Anglo is also considering some acquisitions to boost production. Cutifani told Business Week that he is looking at what he calls smaller mines with large growth potential. He didn't name any particular acquisitions, but he said he might like to buy another three to five million ounces of gold production.

It is easy to see why Cutifani wants to boost production. It cost AngloGold $801 to mine an ounce of gold in the second quarter, and that figure could rise to $865 an ounce during the third quarter. Anglo's costs seem to be increasing and are far higher than many of its rivals.

Barrick Gold (ABX) estimated that its production costs for 2012 will be $550-$575 an ounce, which is $300 million lower than AngloGold's. Barrick's costs included a $450 to $490 million exploration budget and increased expenditures at the Pascua-Lama mine in South America. Goldcorp's (GG) cash costs were even lower. It spends $340 to $350 to produce an ounce of gold.

AngloGold is not a good value buy because of its high operating costs. The per ounce production figure proves that this company is simply incapable of controlling costs. Any additional cash it makes by increasing production goes straight out the door. The drop in AngloGold's stock value in the past year is justified by these costs.

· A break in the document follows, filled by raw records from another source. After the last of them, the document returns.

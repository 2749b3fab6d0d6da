use crate::{
    ast::{BinaryOperator, Expr},
    interpreter::{
        parser::core::{ParseResult, Parser},
        token::Token,
    },
};

impl Parser<'_> {
    /// Parses addition and subtraction expressions.
    ///
    /// Handles the left-associative operators `+` and `-`: each repetition
    /// folds the tree built so far into the left operand of a new node, so
    /// `8 - 3 - 2` becomes `(8 - 3) - 2`.
    ///
    /// The rule is: `expression := term (("+" | "-") term)*`
    pub(in crate::interpreter::parser) fn parse_expression(&mut self) -> ParseResult<Expr> {
        let mut left = self.parse_term()?;
        loop {
            if let Some(op) = token_to_binary_operator(&self.current())
               && matches!(op, BinaryOperator::Add | BinaryOperator::Sub)
            {
                let (_, position) = self.advance();
                let right = self.parse_term()?;
                self.reserve_node()?;
                left = Expr::binary(left, op, right, position);
                continue;
            }
            break;
        }
        Ok(left)
    }

    /// Parses multiplication-level expressions.
    ///
    /// Handles the left-associative operators `*` and `/`, binding tighter
    /// than `+` and `-`.
    ///
    /// The rule is: `term := factor (("*" | "/") factor)*`
    pub(in crate::interpreter::parser) fn parse_term(&mut self) -> ParseResult<Expr> {
        let mut left = self.parse_factor()?;
        loop {
            if let Some(op) = token_to_binary_operator(&self.current())
               && matches!(op, BinaryOperator::Mul | BinaryOperator::Div)
            {
                let (_, position) = self.advance();
                let right = self.parse_factor()?;
                self.reserve_node()?;
                left = Expr::binary(left, op, right, position);
                continue;
            }
            break;
        }
        Ok(left)
    }
}

/// Maps a token to its corresponding binary operator.
///
/// Returns `None` for every token that is not `+`, `-`, `*` or `/`.
///
/// # Example
/// ```
/// use reckon::{
///     ast::BinaryOperator,
///     interpreter::{parser::binary::token_to_binary_operator, token::Token},
/// };
///
/// assert_eq!(token_to_binary_operator(&Token::Divide), Some(BinaryOperator::Div));
/// assert_eq!(token_to_binary_operator(&Token::LParen), None);
/// ```
#[must_use]
pub const fn token_to_binary_operator(token: &Token) -> Option<BinaryOperator> {
    match token {
        Token::Plus => Some(BinaryOperator::Add),
        Token::Minus => Some(BinaryOperator::Sub),
        Token::Multiply => Some(BinaryOperator::Mul),
        Token::Divide => Some(BinaryOperator::Div),
        _ => None,
    }
}
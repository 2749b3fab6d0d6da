use crate::{
    ast::Expr,
    error::ParseError,
    interpreter::{
        parser::core::{ParseResult, Parser},
        token::Token,
    },
};

impl Parser<'_> {
    /// Parses a factor: a number or a parenthesized expression.
    ///
    /// The rule is: `factor := NUMBER | "(" expression ")"`
    ///
    /// # Errors
    /// - `ExpectedOperand` if the lookahead is neither a number nor `(`.
    /// - `ExpectedClosingParen` if a group is not closed.
    /// - `InvalidCharacter` or `NumberTooLarge` if either of the above meets an
    ///   `Error` token.
    /// - `NestingTooDeep` if the group exceeds the nesting limit.
    /// - `OutOfMemory` if the node budget is exhausted.
    pub(in crate::interpreter::parser) fn parse_factor(&mut self) -> ParseResult<Expr> {
        match self.current() {
            Token::Number(value) => {
                self.reserve_node()?;
                let (_, position) = self.advance();
                Ok(Expr::number(value, position))
            },

            Token::LParen => {
                let (_, open) = self.advance();
                self.enter_group(open)?;

                let inner = self.parse_expression()?;

                if self.current() != Token::RParen {
                    return Err(self.unexpected(|found, position| {
                                   ParseError::ExpectedClosingParen { found, position }
                               }));
                }

                self.advance();
                self.leave_group();
                Ok(inner)
            },

            _ => Err(self.unexpected(|found, position| {
                              ParseError::ExpectedOperand { found, position }
                          })),
        }
    }
}
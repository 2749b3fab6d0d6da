use std::ops::Range;

use logos::Logos;
use tracing::{error, trace};

use crate::interpreter::token::{Spanned, Token};

/// Why the lexer produced a [`Token::Error`].
#[derive(Debug, Clone, Copy, PartialEq, Eq, Default)]
pub enum LexError {
    /// The text matches no token of the language.
    #[default]
    InvalidCharacter,
    /// A numeric literal whose value does not fit a finite `f64`.
    NumberTooLarge,
}

/// Raw lexemes recognised by the generated scanner.
///
/// This is the scanner's private vocabulary. [`Lexer`] maps it onto the
/// public [`Token`] model and adds the `End` and `Error` sentinels, which the
/// scanner expresses as `None` and `Err(LexError)`.
#[derive(Logos, Debug, Clone, Copy, PartialEq)]
#[logos(skip r"\s+", error = LexError)]
enum Lexeme {
    /// Numeric literals: `42`, `3.14`, `2.` and `.5`. No sign, no exponent.
    #[regex(r"[0-9]+(\.[0-9]*)?", parse_number)]
    #[regex(r"\.[0-9]+", parse_number)]
    Number(f64),
    #[token("+")]
    Plus,
    #[token("-")]
    Minus,
    #[token("*")]
    Multiply,
    #[token("/")]
    Divide,
    #[token("(")]
    LParen,
    #[token(")")]
    RParen,
}

/// Parses a numeric literal from the current slice.
///
/// Literals too long to fit a finite `f64` are rejected, which turns them
/// into an `Error` token instead of a silent infinity.
fn parse_number(lex: &mut logos::Lexer<Lexeme>) -> Result<f64, LexError> {
    let value = lex.slice().parse::<f64>().map_err(|_| LexError::InvalidCharacter)?;
    if value.is_finite() { Ok(value) } else { Err(LexError::NumberTooLarge) }
}

impl From<Lexeme> for Token {
    fn from(lexeme: Lexeme) -> Self {
        match lexeme {
            Lexeme::Number(value) => Self::Number(value),
            Lexeme::Plus => Self::Plus,
            Lexeme::Minus => Self::Minus,
            Lexeme::Multiply => Self::Multiply,
            Lexeme::Divide => Self::Divide,
            Lexeme::LParen => Self::LParen,
            Lexeme::RParen => Self::RParen,
        }
    }
}

/// Pull-based lexer over a single expression string.
///
/// Each call to [`Lexer::next_token`] skips whitespace, consumes exactly one
/// token and advances the cursor past it. Once the input is exhausted the
/// lexer keeps returning [`Token::End`] without moving.
///
/// # Example
/// ```
/// use reckon::interpreter::{lexer::Lexer, token::Token};
///
/// let mut lexer = Lexer::new("2 * (3.5)");
/// assert_eq!(lexer.next_token(), Token::Number(2.0));
/// assert_eq!(lexer.next_token(), Token::Multiply);
/// assert_eq!(lexer.next_token(), Token::LParen);
/// assert_eq!(lexer.next_token(), Token::Number(3.5));
/// assert_eq!(lexer.slice(), "3.5");
/// assert_eq!(lexer.next_token(), Token::RParen);
/// assert_eq!(lexer.next_token(), Token::End);
/// assert_eq!(lexer.next_token(), Token::End);
/// ```
pub struct Lexer<'src> {
    source:  &'src str,
    scanner: logos::Lexer<'src, Lexeme>,
    /// Byte offset just past the last consumed token.
    cursor:  usize,
    /// Span of the most recently returned token.
    span:    Range<usize>,
    /// Reason for the most recent `Error` token.
    error:   Option<LexError>,
    done:    bool,
}

impl<'src> Lexer<'src> {
    /// Creates a lexer positioned at the start of `source`.
    #[must_use]
    pub fn new(source: &'src str) -> Self {
        Self { source,
               scanner: Lexeme::lexer(source),
               cursor: 0,
               span: 0..0,
               error: None,
               done: false }
    }

    /// Returns the next token and advances past it.
    ///
    /// Unmapped characters are reported as [`Token::Error`] rather than as an
    /// error value; the parser decides what to do with them.
    pub fn next_token(&mut self) -> Token {
        let end = self.source.len();
        self.error = None;
        if self.done {
            self.span = end..end;
            return Token::End;
        }

        let Some(lexeme) = self.scanner.next() else {
            self.done = true;
            self.cursor = end;
            self.span = end..end;
            trace!(position = end, "end of input");
            return Token::End;
        };

        let mut span = self.scanner.span();
        if span.is_empty() {
            // A token that does not advance would make the parser spin forever.
            error!(position = span.start, "scanner produced a zero-width token");
            self.done = true;
            self.span = span;
            self.error = Some(LexError::InvalidCharacter);
            return Token::Error;
        }

        let token = match lexeme {
            Ok(lexeme) => Token::from(lexeme),
            Err(reason) => {
                // Keep the cursor on a char boundary so the offending text can be sliced.
                let boundary = (span.end..=end).find(|&i| self.source.is_char_boundary(i))
                                               .unwrap_or(end);
                if boundary > span.end {
                    self.scanner.bump(boundary - span.end);
                    span.end = boundary;
                }
                self.error = Some(reason);
                Token::Error
            },
        };

        self.cursor = span.end;
        self.span = span;
        trace!(?token, span = ?self.span, "token");
        token
    }

    /// Byte range of the most recently returned token.
    #[must_use]
    pub fn span(&self) -> Range<usize> {
        self.span.clone()
    }

    /// Source text of the most recently returned token. Empty for `End`.
    #[must_use]
    pub fn slice(&self) -> &'src str {
        self.source.get(self.span.clone()).unwrap_or_default()
    }

    /// Current scan position: the byte offset just past the last token.
    #[must_use]
    pub const fn position(&self) -> usize {
        self.cursor
    }

    /// Why the most recent token is [`Token::Error`]; `None` for any other
    /// token.
    ///
    /// # Example
    /// ```
    /// use reckon::interpreter::{lexer::{LexError, Lexer}, token::Token};
    ///
    /// let mut lexer = Lexer::new("1 ?");
    /// assert_eq!(lexer.next_token(), Token::Number(1.0));
    /// assert_eq!(lexer.error(), None);
    /// assert_eq!(lexer.next_token(), Token::Error);
    /// assert_eq!(lexer.error(), Some(LexError::InvalidCharacter));
    /// ```
    #[must_use]
    pub const fn error(&self) -> Option<LexError> {
        self.error
    }
}

/// Collects the complete token stream of `source`, ending with `End`.
///
/// Scanning does not stop at `Error` tokens, so the result shows every
/// problem in the input at once.
///
/// # Example
/// ```
/// use reckon::interpreter::{lexer::tokenize, token::Token};
///
/// let tokens: Vec<Token> = tokenize("1 @ 2").into_iter().map(|t| t.token).collect();
/// assert_eq!(tokens,
///            vec![Token::Number(1.0), Token::Error, Token::Number(2.0), Token::End]);
/// ```
#[must_use]
pub fn tokenize(source: &str) -> Vec<Spanned> {
    let mut lexer = Lexer::new(source);
    let mut tokens = Vec::new();

    loop {
        let token = lexer.next_token();
        tokens.push(Spanned { token,
                              span: lexer.span() });
        if token.is_end() {
            break;
        }
    }

    tokens
}
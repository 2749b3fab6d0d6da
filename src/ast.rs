/// An abstract syntax tree (AST) node representing an arithmetic expression.
///
/// The tree is built bottom-up by the parser and never mutated afterwards.
/// Every `BinaryOp` owns its two operands exclusively, so the tree has no
/// sharing and no cycles, and dropping the root releases the whole tree.
#[derive(Debug, Clone, PartialEq)]
pub enum Expr {
    /// A numeric literal.
    Number {
        /// The literal value.
        value:    f64,
        /// Byte offset of the literal in the source.
        position: usize,
    },
    /// A binary arithmetic operation.
    BinaryOp {
        /// Left operand.
        left:     Box<Self>,
        /// The operator.
        op:       BinaryOperator,
        /// Right operand.
        right:    Box<Self>,
        /// Byte offset of the operator in the source.
        position: usize,
    },
}

impl Expr {
    /// Creates a literal node.
    #[must_use]
    pub const fn number(value: f64, position: usize) -> Self {
        Self::Number { value, position }
    }

    /// Creates a binary node from two finished operands.
    #[must_use]
    pub fn binary(left: Self, op: BinaryOperator, right: Self, position: usize) -> Self {
        Self::BinaryOp { left: Box::new(left),
                         op,
                         right: Box::new(right),
                         position }
    }

    /// Gets the source position from `self`.
    #[must_use]
    pub const fn position(&self) -> usize {
        match self {
            Self::Number { position, .. } | Self::BinaryOp { position, .. } => *position,
        }
    }

    /// Counts the nodes in the tree.
    ///
    /// # Example
    /// ```
    /// let expr = reckon::parse("1 + 2 * 3").unwrap();
    /// assert_eq!(expr.node_count(), 5);
    /// ```
    #[must_use]
    pub fn node_count(&self) -> usize {
        match self {
            Self::Number { .. } => 1,
            Self::BinaryOp { left, right, .. } => 1 + left.node_count() + right.node_count(),
        }
    }

    /// Height of the tree; a lone literal has depth 1.
    #[must_use]
    pub fn depth(&self) -> usize {
        match self {
            Self::Number { .. } => 1,
            Self::BinaryOp { left, right, .. } => 1 + left.depth().max(right.depth()),
        }
    }
}

/// Formats the tree fully parenthesized, making grouping explicit.
///
/// # Example
/// ```
/// let expr = reckon::parse("8 - 3 - 2 * 1.5").unwrap();
/// assert_eq!(expr.to_string(), "((8 - 3) - (2 * 1.5))");
/// ```
impl std::fmt::Display for Expr {
    fn fmt(&self, f: &mut std::fmt::Formatter<'_>) -> std::fmt::Result {
        match self {
            Self::Number { value, .. } => write!(f, "{value}"),
            Self::BinaryOp { left, op, right, .. } => write!(f, "({left} {op} {right})"),
        }
    }
}

/// Represents a binary arithmetic operator.
#[derive(Debug, Copy, Clone, PartialEq, Eq, Hash)]
pub enum BinaryOperator {
    /// Addition (`+`)
    Add,
    /// Subtraction (`-`)
    Sub,
    /// Multiplication (`*`)
    Mul,
    /// Division (`/`)
    Div,
}

impl std::fmt::Display for BinaryOperator {
    fn fmt(&self, f: &mut std::fmt::Formatter<'_>) -> std::fmt::Result {
        let operator = match self {
            Self::Add => "+",
            Self::Sub => "-",
            Self::Mul => "*",
            Self::Div => "/",
        };
        write!(f, "{operator}")
    }
}
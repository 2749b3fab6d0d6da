/// Default number of significant digits, matching C's `%g`.
pub const DEFAULT_PRECISION: usize = 6;

/// Formats a number the way C's `%.{precision}g` does.
///
/// The value is rounded to `precision` significant digits. It is written in
/// plain decimal notation when its decimal exponent lies in
/// `-4..precision`, and in scientific notation with a signed, two-digit
/// exponent otherwise. Trailing zeros, and a trailing decimal point, are
/// removed. A precision of `0` is treated as `1`.
///
/// # Example
/// ```
/// use reckon::util::format::format_general;
///
/// assert_eq!(format_general(14.0, 6), "14");
/// assert_eq!(format_general(0.1 + 0.2, 6), "0.3");
/// assert_eq!(format_general(2.0 / 3.0, 6), "0.666667");
/// assert_eq!(format_general(1_000_000.0, 6), "1e+06");
/// assert_eq!(format_general(0.000_012_5, 6), "1.25e-05");
/// assert_eq!(format_general(2.0 / 3.0, 3), "0.667");
/// ```
#[must_use]
pub fn format_general(value: f64, precision: usize) -> String {
    if value.is_nan() {
        return "nan".to_string();
    }
    if value.is_infinite() {
        return if value.is_sign_negative() { "-inf" } else { "inf" }.to_string();
    }
    if value == 0.0 {
        return if value.is_sign_negative() { "-0" } else { "0" }.to_string();
    }

    let precision = precision.max(1);
    let scientific = format!("{:.*e}", precision - 1, value);
    let Some((mantissa, exponent)) = scientific.split_once('e') else {
        return scientific;
    };
    let Ok(exponent) = exponent.parse::<i64>() else {
        return scientific;
    };
    let significant = i64::try_from(precision).unwrap_or(i64::MAX);

    if exponent < -4 || exponent >= significant {
        let sign = if exponent < 0 { '-' } else { '+' };
        format!("{}e{sign}{:02}", trim_fraction(mantissa), exponent.unsigned_abs())
    } else {
        let decimals = usize::try_from(significant - 1 - exponent).unwrap_or(0);
        trim_fraction(&format!("{value:.decimals$}")).to_string()
    }
}

/// Strips trailing zeros after a decimal point, then the point itself.
fn trim_fraction(digits: &str) -> &str {
    if digits.contains('.') {
        digits.trim_end_matches('0').trim_end_matches('.')
    } else {
        digits
    }
}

Rising costs seem to be eating up Anglo's revenue, and the company doesn't seem to be able to control them.

The only way that AngloGold will become a good buy is if it can significantly reduce costs by shedding money-losing operations. The company seems incapable of doing that.

My advice is to stay away from AngloGold right now. There is no sign that this company knows how to control costs and no evidence that additional production will solve its problems. There are better gold producers with lower costs and brighter prospects out there. AngloGold Ashanti seems to be one stock that the market has correctly priced.